Exercise objective: Which lines in the entries below contain the string "body"? Show each of them in full.

──────── Supplied information

//! # snipsite
//!
//! A static renderer for snippet and article listing sites. Content arrives
//! as a manifest of already-resolved listings; snipsite checks it against
//! the site's content schema and renders every listing page to plain HTML.
//!
//! # Architecture
//!
//! ```text
//! content.json ─┬─> graph check (schema invariants)
//!               └─> plan pages ─> render (rayon) ─> dist/
//! ```
//!
//! Rendering is a pure function from content objects to markup. Nothing is
//! fetched or cached while rendering, and pages do not depend on each other,
//! so they render in parallel.
//!
//! # Module Map
//!
//! | Module | Role |
//! |--------|------|
//! | [`schema`] | Content entities and their `manyToOne` / `manyToMany` relationships |
//! | [`graph`] | In-memory record graph that enforces the schema's invariants |
//! | [`components`] | Maud components: atoms, preview cards, document head, listing template |
//! | [`generate`] | Content manifest loading, pagination, page rendering, sitemap |
//! | [`config`] | `config.toml` loading, merging over stock defaults, validation |
//! | [`types`] | Content objects consumed by the components |
//! | [`output`] | CLI output formatting |
//!
//! # Design Decisions
//!
//! ## Maud Components
//!
//! Components are plain functions taking explicit prop structs and
//! returning [`maud::Markup`]. Composition is by calling: templates call
//! organisms, organisms call molecules, molecules call atoms. There is no
//! component trait and no dynamic dispatch.
//!
//! All interpolation is escaped by maud. The one exception is a preview
//! card's description, which is HTML by contract and must be sanitized by
//! whoever produces the content manifest.
//!
//! ## Schema as Data
//!
//! The relationship schema is a value, not code: it serializes to the
//! shape external content tooling consumes (`snipsite schema`). The
//! [`graph`] module is the storage-side counterpart that actually holds
//! records to single ownership, symmetric many-to-many links, and the
//! listing tree.
//!
//! ## Environment Signals
//!
//! Build mode, runtime and cookie consent come from `config.toml` (and
//! CLI overrides) and gate which scripts the document head emits. See
//! [`components::meta`].

pub mod components;
pub mod config;
pub mod generate;
pub mod graph;
pub mod output;
pub mod schema;
pub mod types;

#[cfg(test)]
pub(crate) mod test_helpers;
//! Document `<head>` contents.
//!
//! Builds the title, description, social tags, resource links and the
//! page's script tags. Scripts are assembled as [`ScriptTag`] descriptors
//! first ([`build_scripts`]) and then rendered in order, so the gating
//! rules can be tested without parsing HTML.
//!
//! ## Script gating
//!
//! | Script | Emitted when |
//! |--------|--------------|
//! | `adsense` | production build and an ad client is configured |
//! | `structured-data` | structured data is given |
//! | `breadcrumb-data` | breadcrumbs are given |
//! | `gtag-id`, `gtag`, `gtag-pageview` | browser runtime and an analytics id is configured |
//! | `gtag-consent` | cookies already accepted and an analytics id is configured |
//!
//! The page-view script fires at most once per document: it checks and sets
//! a flag on `window` instead of a local variable, and reads the path at
//! runtime.
//!
//! ## Output order
//!
//! Tag order is fixed: title, description, viewport, Open Graph, Twitter
//! card, scripts, then preconnect/sitemap/feed/preload/icon/manifest links
//! and finally the canonical link.

use super::RenderContext;
use crate::config::{BuildConfig, BuildMode, Runtime, SiteConfig};
use crate::types::Breadcrumb;
use maud::{Markup, PreEscaped, html};
use serde_json::{Value, json};

const AD_SCRIPT_URL: &str = "https://pagead2.googlesyndication.com/pagead/js/adsbygoogle.js";
const GTAG_SCRIPT_URL: &str = "https://www.googletagmanager.com/gtag/js";
const PAGEVIEW_FLAG: &str = "__snipsitePageviewFired";

const FONT_PRELOADS: [&str; 4] = [
    "/assets/Inter.var.woff2",
    "/assets/Raleway-Medium.woff2",
    "/assets/RobotoMono-Regular.woff2",
    "/assets/icons.woff2",
];

/// Environment signals that gate script injection.
#[derive(Debug, Clone, Copy, Default, PartialEq, Eq)]
pub struct Environment {
    pub mode: BuildMode,
    pub runtime: Runtime,
    pub accepts_cookies: bool,
}

impl Environment {
    pub fn from_config(build: &BuildConfig) -> Self {
        Self {
            mode: build.mode,
            runtime: build.runtime,
            accepts_cookies: build.accepts_cookies,
        }
    }
}

/// Per-page head inputs.
#[derive(Debug, Clone, Copy)]
pub struct MetaProps<'a> {
    /// Page title; the site name alone is used when `None`.
    pub title: Option<&'a str>,
    /// Page description; the site description is used when `None` or empty.
    pub description: Option<&'a str>,
    /// Open Graph image path; the site logo is used when `None`.
    pub logo_src: Option<&'a str>,
    pub page_type: &'a str,
    pub structured_data: Option<&'a Value>,
    pub breadcrumbs: Option<&'a [Breadcrumb]>,
    /// Canonical slug (not a full URL). No canonical link when empty.
    pub canonical: &'a str,
}

impl Default for MetaProps<'_> {
    fn default() -> Self {
        Self {
            title: None,
            description: None,
            logo_src: None,
            page_type: "website",
            structured_data: None,
            breadcrumbs: None,
            canonical: "",
        }
    }
}

/// A `<script>` element to emit.
#[derive(Debug, Clone, PartialEq)]
pub struct ScriptTag {
    /// Stable identifier; not rendered.
    pub key: &'static str,
    pub src: Option<String>,
    pub script_type: Option<&'static str>,
    pub is_async: bool,
    pub cross_origin: Option<&'static str>,
    pub inner_html: Option<String>,
}

impl ScriptTag {
    fn external(key: &'static str, src: String) -> Self {
        Self {
            key,
            src: Some(src),
            script_type: None,
            is_async: true,
            cross_origin: None,
            inner_html: None,
        }
    }

    fn inline(key: &'static str, script_type: Option<&'static str>, body: String) -> Self {
        Self {
            key,
            src: None,
            script_type,
            is_async: false,
            cross_origin: None,
            inner_html: Some(body),
        }
    }
}

/// Serialize JSON for embedding inside a `<script>` element.
///
/// `<` is written as its unicode escape so the payload can never close the
/// surrounding element.
fn script_json(value: &impl serde::Serialize) -> String {
    serde_json::to_string(value)
        .unwrap_or_else(|_| "null".to_string())
        .replace('<', "\\u003c")
}

fn breadcrumb_list(site_url: &str, breadcrumbs: &[Breadcrumb]) -> Value {
    let items: Vec<Value> = breadcrumbs
        .iter()
        .enumerate()
        .map(|(i, crumb)| {
            json!({
                "@type": "ListItem",
                "position": i + 1,
                "item": {
                    "@id": format!("{site_url}{}", crumb.url),
                    "name": crumb.name,
                },
            })
        })
        .collect();
    json!({
        "@context": "https://schema.org",
        "@type": "BreadcrumbList",
        "itemListElement": items,
    })
}

/// Assemble the page's scripts in emission order.
pub fn build_scripts(props: &MetaProps, env: Environment, config: &SiteConfig) -> Vec<ScriptTag> {
    let mut scripts = Vec::new();

    if let (BuildMode::Production, Some(client)) = (env.mode, &config.ads.client) {
        let mut ad = ScriptTag::external("adsense", format!("{AD_SCRIPT_URL}?client={client}"));
        ad.cross_origin = Some("anonymous");
        scripts.push(ad);
    }

    if let Some(data) = props.structured_data {
        scripts.push(ScriptTag::inline(
            "structured-data",
            Some("application/ld+json"),
            script_json(data),
        ));
    }

    if let Some(breadcrumbs) = props.breadcrumbs {
        scripts.push(ScriptTag::inline(
            "breadcrumb-data",
            Some("application/ld+json"),
            script_json(&breadcrumb_list(&config.site.url, breadcrumbs)),
        ));
    }

    let analytics = &config.analytics;
    if let (Runtime::Browser, Some(id)) = (env.runtime, &analytics.id) {
        scripts.push(ScriptTag::external(
            "gtag-id",
            format!("{GTAG_SCRIPT_URL}?id={id}"),
        ));
        scripts.push(ScriptTag::inline(
            "gtag",
            None,
            format!(
                "window.dataLayer = window.dataLayer || [];\
                 function gtag(){{dataLayer.push(arguments);}}\
                 gtag('js', new Date());\
                 gtag('consent', 'default', {consent});\
                 gtag('config', {id}, {config});",
                consent = script_json(&analytics.consent),
                id = script_json(id),
                config = script_json(&analytics.config),
            ),
        ));
        scripts.push(ScriptTag::inline(
            "gtag-pageview",
            None,
            format!(
                "if(!window.{PAGEVIEW_FLAG}){{\
                 window.{PAGEVIEW_FLAG}=true;\
                 gtag('event', 'page_view', {{ page_path: window.location.pathname }});\
                 }}"
            ),
        ));
    }

    if env.accepts_cookies && analytics.id.is_some() {
        scripts.push(ScriptTag::inline(
            "gtag-consent",
            None,
            format!(
                "gtag('consent', 'update', {});",
                script_json(&analytics.consent_granted)
            ),
        ));
    }

    scripts
}

fn render_script(script: &ScriptTag) -> Markup {
    html! {
        script
            type=[script.script_type]
            src=[script.src.as_deref()]
            async[script.is_async]
            crossorigin=[script.cross_origin] {
            @if let Some(body) = &script.inner_html {
                (PreEscaped(body))
            }
        }
    }
}

/// Render the contents of `<head>` (without the `<head>` element itself).
pub fn meta(ctx: &RenderContext, props: &MetaProps) -> Markup {
    let site = &ctx.config.site;
    let title = match props.title {
        Some(t) if !t.is_empty() => format!("{t} - {}", site.name),
        _ => site.name.clone(),
    };
    let description = props
        .description
        .filter(|d| !d.is_empty())
        .unwrap_or(&site.description);
    let og_image = ctx.absolute(props.logo_src.unwrap_or(&site.logo));
    let scripts = build_scripts(props, ctx.env, ctx.config);
    let v = ctx.cache_key;

    html! {
        title { (title) }
        meta name="description" content=(description);
        meta name="viewport" content="width=device-width, initial-scale=1";
        meta property="og:title" content=(title);
        meta property="og:description" content=(description);
        meta property="og:type" content=(props.page_type);
        meta property="og:image" content=(og_image);
        meta name="twitter:card" content="summary_large_image";
        @for script in &scripts {
            (render_script(script))
        }
        link rel="preconnect dns-prefetch" href="https://www.google-analytics.com";
        link rel="sitemap" href="/sitemap.xml" type="application/xml";
        link rel="alternate" href="/feed" type="application/rss+xml" title=(site.name);
        @for font in FONT_PRELOADS {
            link rel="preload" type="font/woff2" href=(font) as="font" crossorigin="anonymous";
        }
        link rel="icon" href={ "/assets/icons/favicon-32x32.png?v=" (v) } type="image/png";
        link rel="manifest" href="/manifest.webmanifest" crossorigin="anonymous";
        meta name="theme-color" content=(site.theme_color);
        link rel="icon" sizes="192x192" href={ "/assets/icons/icon-192x192.png?v=" (v) };
        link rel="apple-touch-icon" href={ "/assets/icons/icon-180x180.png?v=" (v) };
        @if !props.canonical.is_empty() {
            link rel="canonical" href=(ctx.absolute(props.canonical));
        }
    }
}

────────────────

Response to the task:
    fn inline(key: &'static str, script_type: Option<&'static str>, body: String) -> Self {
            inner_html: Some(body),
            @if let Some(body) = &script.inner_html {
                (PreEscaped(body))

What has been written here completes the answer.